We must understand that each Gospel writer had an intent purpose of writing their account. Because of that purpose, the author would omit certain facts, add accounts, and the likes. We often find, so called, discrepancies when we compare the Gospels. Don’t be disturbed by these discrepancies, but ask the question, “What is the author trying to point out?”

In order to fully understand this question, one must look at the gospel as a whole, they need to understand the author, and they need to have an understanding of the full character of God and the context of Scripture. The question around this pool is a perfect example to show what I’m talking about.

We’ve already discussed that the practices around this pool is outside the character of God. History shows the pool to be of a Roman practice; and we know that this pool is associated with pagan worship of a god of healing. The Bible shows us that the people of Israel, more often than not, followed the pagan practices of the country which occupied them; and they incorporated these practices into the things of God. So why would John include this account?

Let’s understand the author. In that, we ask the question, “Why did John write his account of the Gospel?”

but these are written that you may believe that Jesus is the Christ, the Son of God, and that believing you may have life in His name.
(John 20:31)

There are a several differences of the book of John verses other books of the Bible and the other Gospels. In fact, when comparing the other Gospels with John, John is kinda like it’s own little bird over here.
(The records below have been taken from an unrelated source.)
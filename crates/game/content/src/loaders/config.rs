//! Combat tuning loader.

use std::path::Path;

use anyhow::Context;
use expedition_core::CombatConfig;

use crate::loaders::{LoadResult, read_file};

/// Loader for [`CombatConfig`] from TOML files.
pub struct ConfigLoader;

impl ConfigLoader {
    pub fn load(path: &Path) -> LoadResult<CombatConfig> {
        let content = read_file(path)?;
        Self::parse(&content).with_context(|| format!("in {}", path.display()))
    }

    /// Parses and validates TOML. Missing keys take their defaults.
    pub fn parse(content: &str) -> LoadResult<CombatConfig> {
        let config: CombatConfig =
            toml::from_str(content).context("failed to parse combat config TOML")?;
        config.validate().context("invalid combat config")?;
        Ok(config)
    }
}
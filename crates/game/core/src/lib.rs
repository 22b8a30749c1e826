//! Deterministic combat rules for audience-driven party expeditions.
//!
//! `expedition-core` owns the turn state machine, action resolution, enemy
//! decisions and wave progression. It performs no I/O and never reads the
//! wall clock: hosts drive time through [`Encounter::advance`], supply
//! read-only data through [`CombatEnv`], and forward the drained
//! [`SequencedEvent`]s to whatever presents them.
pub mod ability;
pub mod ai;
pub mod config;
pub mod engine;
pub mod env;
pub mod error;
pub mod events;
pub mod resolve;
pub mod state;

#[cfg(test)]
mod test_support;

pub use ability::{
    AbilityCategory, AbilityDefinition, EffectTemplate, ResourceCost, ScalingStat, TargetFlags,
    TargetKind, TargetRule,
};
pub use ai::{EnemyDecision, EnemyDecisionProcedure, EnemyIdleReason};
pub use config::{CombatConfig, ConfigError};
pub use engine::{
    ConfirmReceipt, ConfirmRejection, Encounter, EncounterPhase, EncounterSnapshot,
    EncounterStage, JoinReceipt, JoinRejection, QueueReceipt, QueueRejection, QueuedAction,
    StartError, TurnPhase,
};
pub use env::{
    AbilityCatalog, AbilityOracle, Bestiary, BestiaryOracle, CombatEnv, Difficulty,
    DifficultyProfile, EnemyRole, EnemyTemplate, PcgRng, RngOracle, WaveSpec,
};
pub use error::{ErrorSeverity, GameError};
pub use events::{
    CombatEvent, CombatantView, EncounterSummary, EventCategory, EventLog, ParticipantSummary,
    SequencedEvent,
};
pub use resolve::{ActionOutcome, ActionResolver, ResolveAbort, TargetEffect, TargetOutcome};
pub use state::{
    Attributes, CharacterClass, ClassResources, CombatStats, CombatantId, CombatantState,
    Equipment, FighterStance, Item, ItemKind, ParticipantId, ParticipantProfile,
    ProfileWriteback, Reward, Roster, Side, StoredResources,
};
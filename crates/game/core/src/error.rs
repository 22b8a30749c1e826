//! Common error infrastructure for expedition-core.
//!
//! Domain errors live next to the operation they validate (`QueueRejection`
//! in the turn coordinator, `JoinRejection` in the wave orchestrator, ...).
//! This module holds the shared classification used for logging and for
//! deciding whether a failure is a participant's mistake or an operator's.

/// Severity level of an error, used for categorization and recovery strategies.
///
/// - **Recoverable**: the same participant may succeed with a different command
/// - **Validation**: invalid input that should be rejected without retry
/// - **Internal**: unexpected state inconsistencies that require investigation
/// - **Fatal**: the encounter cannot start or continue
#[derive(Clone, Copy, Debug, PartialEq, Eq, Hash)]
#[cfg_attr(feature = "serde", derive(serde::Serialize, serde::Deserialize))]
pub enum ErrorSeverity {
    /// Examples: cannot afford the ability yet, target not found
    Recoverable,

    /// Examples: unknown ability, not a participant
    Validation,

    /// These indicate bugs and should be investigated.
    Internal,

    /// Examples: empty ability catalog, invalid configuration
    Fatal,
}

impl ErrorSeverity {
    pub const fn as_str(&self) -> &'static str {
        match self {
            Self::Recoverable => "recoverable",
            Self::Validation => "validation",
            Self::Internal => "internal",
            Self::Fatal => "fatal",
        }
    }

    pub const fn is_recoverable(&self) -> bool {
        matches!(self, Self::Recoverable)
    }

    /// Returns true if this error indicates an internal bug or unusable setup.
    pub const fn is_internal(&self) -> bool {
        matches!(self, Self::Internal | Self::Fatal)
    }
}

/// Common trait for all expedition-core errors.
///
/// # Implementation Guidelines
///
/// - Use `#[derive(thiserror::Error)]` for the Display/Error impl
/// - Display text is shown to participants, so keep it short and specific
/// - Classify severity based on recoverability, not impact
pub trait GameError: core::fmt::Display + core::fmt::Debug {
    fn severity(&self) -> ErrorSeverity;

    /// Returns a static identifier for this error variant, stable across
    /// releases so hosts can match on it.
    fn error_code(&self) -> &'static str {
        core::any::type_name::<Self>()
    }
}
The Bible was not written to non-believers, it was written to the people of God; whether Israel or Christ following gentiles. The Gospels of Matthew, Mark, and Luke are intended to show specifics in characteristics of Christ, what He said, how He led the disciples on their path, and the likes. Yet, John is the only book that is actually for the non-believer. John specifically tells us that his intent on his writing is so that those who don’t believe will believe. This was the reason he included this account. John was not recording Biblical doctrine, nor even ceremonial doctrine, he was recording pagan, ritualistic, belief’s that were contrary to God’s character. He then showed the contrast to these beliefs, and the character of God through Christ, in that while these people waited for a stirring, then a mad rush towards a belief of a pagan god; here, the real God, steps forward and actually heals, and He does so to the last and not the first. So that, those Jew’s who believed in YHWH, yet still also followed the pagan ways, would believe that Y’shua is the Christ, the Son of God.

Here is my fear. There are many churches, probably with good intentions, which have taken an obscure passage, which has no relation to Jewish history, their ceremonial rituals, or the character of God, and they’ve implemented this practice into their beliefs and ritualistic practices within the church. And, they are actually practicing, and serving the pagan god asclepius (As-kli-pies).

We must remember that the Bible records many pagan practices to which the people of Israel adapted. Understand what is going on before you jump into paganism and idolatry practices. We must be so careful not to fall into the same error that Israel often fell into, which the adapted the pagan gods, of the occupying country, into their own practices. God hated it then, and He has not changed; He hates it now.